28.9 C
Jakarta
Friday, June 6, 2025

大同 Timur

Sambil menatap patung Budha di atas gunung di Shanxi, konsentrasi pikiran saya ke pusat riset kereta 1000 km/jam. Di manakah gerangan? Begitu sulit cari informasi. Saya ingin tahu apakah benar Tiongkok akan membangun jaringan kereta yang lebih cepat dari pesawat Boeing 777.

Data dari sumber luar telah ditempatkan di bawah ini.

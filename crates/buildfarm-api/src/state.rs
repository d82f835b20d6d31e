//! Application state.

use std::path::PathBuf;

use buildfarm_dispatch::DispatcherHandle;

/// Shared application state.
#[derive(Clone)]
pub struct AppState {
    pub dispatcher: DispatcherHandle,
    /// Where the configuration was loaded from; reload re-reads it.
    pub config_path: PathBuf,
}

impl AppState {
    pub fn new(dispatcher: DispatcherHandle, config_path: impl Into<PathBuf>) -> Self {
        Self {
            dispatcher,
            config_path: config_path.into(),
        }
    }
}
//! Builder definitions and lock declarations.

use std::sync::LazyLock;

use regex::Regex;
use serde::{Deserialize, Serialize};

use crate::step::Step;

/// A named, fixed pipeline producing one artifact type on one worker.
///
/// Created at configuration load and immutable for the lifetime of
/// that configuration.
#[derive(Debug, Clone, Serialize, Deserialize)]
pub struct BuilderDefinition {
    /// Unique name ("Ubuntu Focal 64-bit").
    pub name: String,
    /// Directory slug this builder's runs live under, derived from the
    /// name via [`build_dir_slug`].
    pub build_dir: String,
    /// Statically assigned worker.
    pub worker: String,
    pub steps: Vec<Step>,
    /// Locks held for the whole run, acquired in lock-name order.
    pub locks: Vec<LockRequirement>,
    /// Whether automatic schedulers may trigger this builder. Forced
    /// builds ignore this.
    pub auto: bool,
}

/// One lock acquisition a builder requires.
#[derive(Debug, Clone, Serialize, Deserialize)]
pub struct LockRequirement {
    pub lock: String,
    pub mode: LockMode,
}

#[derive(Debug, Clone, Copy, PartialEq, Eq, Serialize, Deserialize)]
pub enum LockMode {
    /// One of up to `max_count` simultaneous holders.
    Counting,
    /// Sole holder; excludes counting holders too.
    Exclusive,
}

/// Declaration of a lock, referenced by builders by name.
#[derive(Debug, Clone, PartialEq, Eq, Serialize, Deserialize)]
pub struct LockDefinition {
    pub name: String,
    pub scope: LockScope,
    pub max_count: usize,
}

#[derive(Debug, Clone, Copy, PartialEq, Eq, Serialize, Deserialize)]
pub enum LockScope {
    /// One instance shared by every worker.
    Master,
    /// One independent instance per worker.
    Worker,
}

static SLUG_REGEX: LazyLock<Regex> = LazyLock::new(|| Regex::new(r"[^a-z0-9_-]").unwrap());

/// Directory slug for a builder name: lowercased, with every character
/// outside `[a-z0-9_-]` replaced by `-`.
pub fn build_dir_slug(name: &str) -> String {
    SLUG_REGEX
        .replace_all(&name.to_lowercase(), "-")
        .into_owned()
}

#[cfg(test)]
mod tests {
    use super::*;

    #[test]
    fn slug_replaces_spaces_and_dots() {
        assert_eq!(build_dir_slug("Ubuntu Focal 64-bit"), "ubuntu-focal-64-bit");
        assert_eq!(build_dir_slug("Rpm Fedora 17 64-bit"), "rpm-fedora-17-64-bit");
    }

    #[test]
    fn slug_keeps_underscores_and_dashes() {
        assert_eq!(build_dir_slug("a_b-c"), "a_b-c");
    }
}
//! HDR decoder: header grammar plus flat and RLE scanlines.
//!
//! Decoding is strict: any grammar violation, opcode inconsistency,
//! or size mismatch fails the whole image with no partial output.

use crate::{
    rgbe_to_float, HdrImage, RgbeError, HDR_FORMAT_LINE, MAX_RLE_WIDTH, MIN_RLE_WIDTH,
};

/// Decode a complete Radiance HDR byte stream.
///
/// # Errors
/// See [`RgbeError`]; every variant is terminal for the image.
pub fn decode_hdr(buffer: &[u8]) -> Result<HdrImage, RgbeError> {
    let mut cursor = 0usize;
    let (width, height) = decode_header(buffer, &mut cursor)?;

    let mut pixels = Vec::with_capacity(width * height);
    for _ in 0..height {
        decode_scanline(buffer, &mut cursor, width, &mut pixels)?;
    }
    if cursor != buffer.len() {
        return Err(RgbeError::TrailingBytes);
    }

    Ok(HdrImage {
        width,
        height,
        pixels,
    })
}

/// Read one `\n`-terminated ASCII line, advancing the cursor past the
/// terminator.
fn read_line<'a>(buffer: &'a [u8], cursor: &mut usize) -> Result<&'a str, RgbeError> {
    let rest = buffer.get(*cursor..).ok_or(RgbeError::Truncated)?;
    let end = rest
        .iter()
        .position(|&b| b == b'\n')
        .ok_or(RgbeError::Truncated)?;
    let line = &rest[..end];
    if !line.is_ascii() {
        return Err(RgbeError::MalformedHeader("non-ASCII line".to_string()));
    }
    *cursor += end + 1;
    std::str::from_utf8(line)
        .map_err(|_| RgbeError::MalformedHeader("non-ASCII line".to_string()))
}

/// Parse the header and resolution line, returning (width, height).
fn decode_header(buffer: &[u8], cursor: &mut usize) -> Result<(usize, usize), RgbeError> {
    let signature = read_line(buffer, cursor)?;
    if !signature.starts_with("#?") {
        return Err(RgbeError::MalformedHeader(format!(
            "bad signature line {signature:?}"
        )));
    }

    let mut format_found = false;
    loop {
        let line = read_line(buffer, cursor)?;
        if line.is_empty() {
            break;
        } else if line.starts_with("FORMAT=") {
            if line != HDR_FORMAT_LINE {
                return Err(RgbeError::MalformedHeader(format!(
                    "unsupported format {line:?}"
                )));
            }
            format_found = true;
        } else if line.starts_with("GAMMA=") || line.starts_with("EXPOSURE=") {
            // Accepted and ignored; pixel values stay as stored.
        } else if line.starts_with('#') {
            // Comment.
        } else {
            return Err(RgbeError::MalformedHeader(format!(
                "unknown header line {line:?}"
            )));
        }
    }
    if !format_found {
        return Err(RgbeError::MalformedHeader(
            "missing FORMAT= line".to_string(),
        ));
    }

    decode_resolution(read_line(buffer, cursor)?)
}

/// An axis token is a sign followed by X or Y.
fn is_axis_token(token: &str) -> bool {
    matches!(token, "-Y" | "+Y" | "-X" | "+X")
}

fn decode_resolution(line: &str) -> Result<(usize, usize), RgbeError> {
    let tokens: Vec<&str> = line.split_whitespace().collect();
    let [axis_a, dim_a, axis_b, dim_b] = tokens.as_slice() else {
        return Err(RgbeError::MalformedHeader(format!(
            "bad resolution line {line:?}"
        )));
    };
    if !(is_axis_token(axis_a) && is_axis_token(axis_b)) {
        return Err(RgbeError::MalformedHeader(format!(
            "bad resolution line {line:?}"
        )));
    }
    if *axis_a != "-Y" || *axis_b != "+X" {
        return Err(RgbeError::UnsupportedOrientation);
    }
    let height: usize = dim_a
        .parse()
        .map_err(|_| RgbeError::MalformedHeader(format!("bad height {dim_a:?}")))?;
    let width: usize = dim_b
        .parse()
        .map_err(|_| RgbeError::MalformedHeader(format!("bad width {dim_b:?}")))?;
    if width == 0 || height == 0 {
        return Err(RgbeError::MalformedHeader(format!(
            "degenerate resolution {width}x{height}"
        )));
    }
    Ok((width, height))
}

/// Decode one scanline, appending `width` pixels.
///
/// Widths outside the RLE-signable range are always flat; otherwise
/// the 4-byte peek decides, falling back to flat when it is not the
/// `[2, 2, hi, lo]` signature.
fn decode_scanline(
    buffer: &[u8],
    cursor: &mut usize,
    width: usize,
    pixels: &mut Vec<[f32; 3]>,
) -> Result<(), RgbeError> {
    if width < MIN_RLE_WIDTH || width > MAX_RLE_WIDTH {
        return decode_flat_scanline(buffer, cursor, width, pixels);
    }
    let peek = buffer
        .get(*cursor..*cursor + 4)
        .ok_or(RgbeError::Truncated)?;
    if peek[0] != 2 || peek[1] != 2 || peek[2] & 0x80 != 0 {
        return decode_flat_scanline(buffer, cursor, width, pixels);
    }
    if ((peek[2] as usize) << 8) | peek[3] as usize != width {
        return Err(RgbeError::CorruptScanline);
    }
    *cursor += 4;
    decode_rle_scanline(buffer, cursor, width, pixels)
}

fn decode_flat_scanline(
    buffer: &[u8],
    cursor: &mut usize,
    width: usize,
    pixels: &mut Vec<[f32; 3]>,
) -> Result<(), RgbeError> {
    let bytes = buffer
        .get(*cursor..*cursor + width * 4)
        .ok_or(RgbeError::Truncated)?;
    for rgbe in bytes.chunks_exact(4) {
        pixels.push(rgbe_to_float([rgbe[0], rgbe[1], rgbe[2], rgbe[3]]));
    }
    *cursor += width * 4;
    Ok(())
}

/// Decode the four RLE channel planes (R, G, B, E) of one scanline.
fn decode_rle_scanline(
    buffer: &[u8],
    cursor: &mut usize,
    width: usize,
    pixels: &mut Vec<[f32; 3]>,
) -> Result<(), RgbeError> {
    let mut planes = [const { Vec::new() }; 4];
    for plane in &mut planes {
        *plane = decode_rle_plane(buffer, cursor, width)?;
    }
    for i in 0..width {
        pixels.push(rgbe_to_float([
            planes[0][i],
            planes[1][i],
            planes[2][i],
            planes[3][i],
        ]));
    }
    Ok(())
}

fn decode_rle_plane(
    buffer: &[u8],
    cursor: &mut usize,
    width: usize,
) -> Result<Vec<u8>, RgbeError> {
    let mut plane = vec![0u8; width];
    let mut size = 0usize;
    while size < width {
        let opcode = *buffer.get(*cursor).ok_or(RgbeError::Truncated)?;
        *cursor += 1;
        if opcode > 128 {
            let count = (opcode - 128) as usize;
            if size + count > width {
                return Err(RgbeError::CorruptScanline);
            }
            let value = *buffer.get(*cursor).ok_or(RgbeError::Truncated)?;
            *cursor += 1;
            plane[size..size + count].fill(value);
            size += count;
        } else {
            let count = opcode as usize;
            if count == 0 || size + count > width {
                return Err(RgbeError::CorruptScanline);
            }
            let bytes = buffer
                .get(*cursor..*cursor + count)
                .ok_or(RgbeError::Truncated)?;
            plane[size..size + count].copy_from_slice(bytes);
            *cursor += count;
            size += count;
        }
    }
    Ok(plane)
}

Waktu untuk mencari kian sempit. Dua hari sudah terlewatkan dengan hampa. Besok sudah harus kembali ke Beijing. Tinggal punya waktu sore itu. Atau besok paginya.

Kesabaran masa kini pun membuahkan hasil. Di gunung itu saya dipertemukan dengan seorang sopir. Ia biasa mengantar turis. Ia tidak bisa berbahasa Inggris. Tapi bahasa Mandarinnya mudah dipahami: tidak tercampur logat daerah.

Ia tahu di mana pusat riset itu!

Ia lulusan ”IKIP” di kota Datong. Ia lahir dan besar di kota itu. Ia bangga dengan Datong. Ia bercerita bahwa Datong pernah jadi ibu kota salah satu kekaisaran di Tiongkok.

Buktinya: tembok kota tuanya yang sangat luas itu.

“Di mana lokasi pusat riset itu?”

“Jauh sekali. Di luar kota. Dua jam dari kota Datong,” jawabnya.

Saya pun berhitung waktu: pulang pergi empat jam. Sempat. Harus. Itulah tujuan utama saya ke Datong. Kalau perlu tunda kepulangan ke Beijing. Atau geser ke kereta cepat yang lebih petang.

Satu setengah juta rupiah lagi hilang. Itulah yang ia minta untuk mengantar saya ke sana.

Maka pagi-pagi kami berkendara ke arah timur. Mobilnya seperti Innova, merknya Buick. Sebelum Tiongkok mampu memproduksi mobil sendiri mobil Amerika seperti Buick sangat laris di sana.

Baca Juga :  Catat Sejarah

Di sepanjang jalan kami ngobrol apa saja. Saya banyak bertanya tentang yang saya lihat: petani yang lagi menggarap tanah itu akan tanam apa.

“Mereka akan tanam kentang”.

“Kalau yang di sana…?”

“Kentang”.

“Di lereng gunung itu?”

“Kentang”.

“Kentang untuk apa saja?”

“Untuk mi. Mi kentang. Di sini masakan mi-nya terkenal. Harus coba,” katanya.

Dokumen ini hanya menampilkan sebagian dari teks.